I was given eight days travel time to get to San Antonio, so I left Moses Lake on the 25th of September 1957, two days after turning 22. I drove straight through to Aunt Vivian’s in Pampa, Texas. I went to sleep while driving across Wyoming but woke up when I hit the shoulder. I pulled over and slept about an hour and continued; I don’t know why I was in such a hurry or why I would do something so stupid. I stopped in Weatherford, Oklahoma to see Aunt Maurine and Uncle Jack; Aunt Maurine was going to school there to get her teaching credentials and my cousin Jim had just got out of the Air Force and was going to pharmacy school. Jim gave me an Air Force “Ike” jacket. The car wanted to run too hot, especially in the mountains, so I drove all the way to Mangum with the heater on high and the windows open; that kept it just below the boiling point. I stayed a few days with Grandma and Grandpa Sullivan and got to see Uncle Ray and Aunt Joye. While there I took the radiator off the car and had it cleaned. It was so stopped up it was a wonder it would run at all. On the third of October, I signed in at the 3700th Pre-Flight Training Group at Lackland AFB, Texas and was scheduled to be at Lackland for six weeks. Shortly after I got there Allan was born on October 17th. We were given Air Force orientation classes, aircraft familiarization, physical training, aptitude and intelligence tests without end, and physicals. It was the color blindness test that did me in. No matter how hard I tried, I couldn’t see the right numbers on those spotted pages. I could read some, but was always one or two short of the passing score. The doctors here were not as generous as those in Pullman. In early November, I was washed out of the course and given orders for the 43 week Officers Communication School at Scott AFB, Illinois.
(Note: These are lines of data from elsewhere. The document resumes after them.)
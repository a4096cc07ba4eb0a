//! Invocation interposition between the hosting framework and a behavior
//! double.
//!
//! Behavior-double frameworks surface invocation failures through generic
//! dispatch, which loses the failure's type identity. [`InvocationProxy`]
//! restores it for the one case callers must be able to rely on — a
//! [`ProtocolFault`] injected on purpose passes through unchanged — and
//! normalizes everything else into an [`InvocationFailure`] carrying the
//! original as its cause, so the hosting framework never tries a
//! protocol-specific interpretation of an unrelated error.

use std::error::Error as StdError;
use std::fmt;

use crate::fault::ProtocolFault;

/// Error type a behavior double may fail with: anything.
pub type BehaviorError = Box<dyn StdError + Send + Sync>;

/// The capability contract every behavior double implements.
///
/// One method stands in for the whole service contract: the hosting
/// framework names the operation and passes the decoded request payload;
/// the double answers with a response payload or fails.
pub trait ServiceBehavior {
    /// Handles one invocation of `operation` with the given payload.
    ///
    /// # Errors
    ///
    /// A [`ProtocolFault`] to inject a typed wire-level fault; any other
    /// error to signal an unexpected failure inside the double.
    fn invoke(&mut self, operation: &str, payload: &[u8]) -> Result<Vec<u8>, BehaviorError>;
}

impl ServiceBehavior for Box<dyn ServiceBehavior> {
    fn invoke(&mut self, operation: &str, payload: &[u8]) -> Result<Vec<u8>, BehaviorError> {
        (**self).invoke(operation, payload)
    }
}

/// Wrapper that forwards invocations and reclassifies failures.
///
/// # Examples
///
/// ```
/// use portside::fault::ProtocolFault;
/// use portside::proxy::{InvocationProxy, ServiceBehavior};
///
/// struct Faulty;
/// impl ServiceBehavior for Faulty {
///     fn invoke(&mut self, _: &str, _: &[u8]) -> Result<Vec<u8>, portside::proxy::BehaviorError> {
///         Err(Box::new(ProtocolFault::receiver("injected")))
///     }
/// }
///
/// let mut proxy = InvocationProxy::new(Box::new(Faulty));
/// let err = proxy.invoke("op", b"").unwrap_err();
/// // The injected fault keeps its type identity through the proxy.
/// assert!(err.downcast_ref::<ProtocolFault>().is_some());
/// ```
pub struct InvocationProxy {
    target: Box<dyn ServiceBehavior>,
}

impl InvocationProxy {
    /// Wraps a target behavior.
    #[must_use]
    pub fn new(target: Box<dyn ServiceBehavior>) -> Self {
        Self { target }
    }
}

impl ServiceBehavior for InvocationProxy {
    fn invoke(&mut self, operation: &str, payload: &[u8]) -> Result<Vec<u8>, BehaviorError> {
        match self.target.invoke(operation, payload) {
            Ok(response) => Ok(response),
            Err(err) => match err.downcast::<ProtocolFault>() {
                // Intentional fault injection: re-raise unchanged.
                Ok(fault) => Err(fault),
                Err(other) => Err(Box::new(InvocationFailure::new(other))),
            },
        }
    }
}

impl fmt::Debug for InvocationProxy {
    fn fmt(&self, f: &mut fmt::Formatter<'_>) -> fmt::Result {
        f.debug_struct("InvocationProxy").finish_non_exhaustive()
    }
}

/// Generic runtime failure wrapping an unrecognized error from a behavior
/// double, preserving the original message and cause for diagnostics.
#[derive(Debug)]
pub struct InvocationFailure {
    message: String,
    source: BehaviorError,
}

impl InvocationFailure {
    fn new(source: BehaviorError) -> Self {
        Self {
            message: source.to_string(),
            source,
        }
    }

    /// The original failure's message.
    #[must_use]
    pub fn message(&self) -> &str {
        &self.message
    }
}

impl fmt::Display for InvocationFailure {
    fn fmt(&self, f: &mut fmt::Formatter<'_>) -> fmt::Result {
        write!(f, "service invocation failed: {}", self.message)
    }
}

impl StdError for InvocationFailure {
    fn source(&self) -> Option<&(dyn StdError + 'static)> {
        Some(self.source.as_ref())
    }
}

#[cfg(test)]
mod tests {
    use super::*;
    use crate::fault::{FaultCode, ProtocolFault};

    struct Scripted<F>(F);

    impl<F> ServiceBehavior for Scripted<F>
    where
        F: FnMut(&str, &[u8]) -> Result<Vec<u8>, BehaviorError>,
    {
        fn invoke(&mut self, operation: &str, payload: &[u8]) -> Result<Vec<u8>, BehaviorError> {
            (self.0)(operation, payload)
        }
    }

    #[test]
    fn test_success_passes_through_unchanged() {
        let mut proxy = InvocationProxy::new(Box::new(Scripted(|op: &str, payload: &[u8]| {
            assert_eq!(op, "echo");
            Ok(payload.to_vec())
        })));

        let response = proxy.invoke("echo", b"hello").unwrap();
        assert_eq!(response, b"hello");
    }

    #[test]
    fn test_protocol_fault_keeps_type_identity() {
        let mut proxy = InvocationProxy::new(Box::new(Scripted(|_: &str, _: &[u8]| {
            Err(Box::new(ProtocolFault::receiver("injected").with_detail("<d/>")) as BehaviorError)
        })));

        let err = proxy.invoke("op", b"").unwrap_err();
        let fault = err
            .downcast_ref::<ProtocolFault>()
            .expect("fault should survive the proxy untouched");
        assert_eq!(fault.code(), FaultCode::Receiver);
        assert_eq!(fault.message(), "injected");
        assert_eq!(fault.detail(), Some("<d/>"));
    }

    #[test]
    fn test_unrelated_error_is_wrapped_with_cause() {
        let mut proxy = InvocationProxy::new(Box::new(Scripted(|_: &str, _: &[u8]| {
            Err(Box::new(std::io::Error::new(
                std::io::ErrorKind::Other,
                "double blew up",
            )) as BehaviorError)
        })));

        let err = proxy.invoke("op", b"").unwrap_err();
        let failure = err
            .downcast_ref::<InvocationFailure>()
            .expect("unrelated error should be wrapped");
        assert_eq!(failure.message(), "double blew up");

        let cause = failure.source().expect("cause must be preserved");
        assert!(cause.downcast_ref::<std::io::Error>().is_some());
    }

    #[test]
    fn test_arguments_forwarded_unchanged() {
        let mut proxy = InvocationProxy::new(Box::new(Scripted(|op: &str, payload: &[u8]| {
            Ok(format!("{op}:{}", payload.len()).into_bytes())
        })));

        let response = proxy.invoke("getAccounts", &[1, 2, 3]).unwrap();
        assert_eq!(response, b"getAccounts:3");
    }
}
In the meantime I had been going to the South San Antonio Church of Christ. I went to a Church Halloween party for the young people. There, I met this pretty young girl named Nell; she was in a hobo costume and I found out she didn’t have ride home. I offered to take her home after the party and made a date to go to the movies the next weekend. We went to see “Oklahoma”. We went out two more times before I had to leave for Scott AFB. Her mother cooked a good fried chicken dinner for us one Sunday and I was impressed with her dads shop. She agreed to write me in Illinois if I would write her.
I loaded up everything I owned in the back seat of my Oldsmobile and headed north. This was before the days of interstate highways and I remember going through the Ozark Mountains in Arkansas and I would always end up behind a farmer on a tractor pulling a load of hay. The road was too crooked to see to pass on and we would creep along. When you did get a chance to pass you wouldn’t go far until you came to another tractor or a truck creeping up a hill.